Artikel 13: Directie
-
1.De Directie bestaat uit een president en twee vice-presidenten, die voor de tijd van zes jaar door de Raad van Gouverneurs op voorstel van de Raad van Bewind worden benoemd. Zij zijn herbenoembaar.
-
2.Op voorstel van de Raad van Bewind, met gekwalificeerde meerderheid van stemmen tot stand gekomen, kan de Raad van Gouverneurs, eveneens met gekwalificeerde meerderheid van stemmen, besluiten, de leden van de Directie ambtshalve te ontslaan.
-
3.De Directie behandelt de lopende zaken van de Bank, onder leiding van de president en onder toezicht van de Raad van Bewind.

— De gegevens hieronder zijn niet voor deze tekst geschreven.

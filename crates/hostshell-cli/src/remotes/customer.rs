use hostshell_core::error::Result;
use hostshell_core::remote::{RemoteComponent, SharedStateHandle};

use super::{render_feed, theme_label};

pub struct CustomerDashboardShell;

impl RemoteComponent for CustomerDashboardShell {
    fn name(&self) -> &str {
        "CustomerDashboardShell"
    }

    fn render(&self, shared: &dyn SharedStateHandle) -> Result<String> {
        Ok(format!(
            "Customer App\n\
             Your orders: 3 open, 1 awaiting delivery\n\
             Theme: {}\n\
             Notifications:\n{}",
            theme_label(shared),
            render_feed(shared)
        ))
    }
}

Zij bereidt de besluiten van de Raad van Bewind voor, met name wat betreft het aangaan van leningen en het verlenen van kredieten en garanties, en zorgt voor de uitvoering van die besluiten.
-
4.De adviezen inzake plannen voor het verstrekken van leningen en voor het verlenen van garanties en inzake plannen voor het aangaan van leningen worden door de Directie met meerderheid van stemmen vastgesteld.
-
5.De Raad van Gouverneurs stelt de vergoeding vast voor de leden van de Directie en bepaalt welke werkzaamheden onverenigbaar zijn met hun ambt.
-
6.De president of, bij ontstentenis, een van de vice-presidenten vertegenwoordigt de Bank in en buiten rechte.
-
7.De ambtenaren en bedienden van de Bank staan onder het gezag van de president. Zij worden door hem benoemd en ontslagen. Bij de keuze van het personeel dient niet alleen rekening te worden gehouden met persoonlijke geschiktheid en beroepsbekwaamheid, doch eveneens met een billijke verdeling naar nationaliteit over de Lid-Staten.
-
8.De Directie en het personeel van de Bank zijn slechts aan de Bank verantwoording schuldig en oefenen hun functies in volledige onafhankelijkheid uit.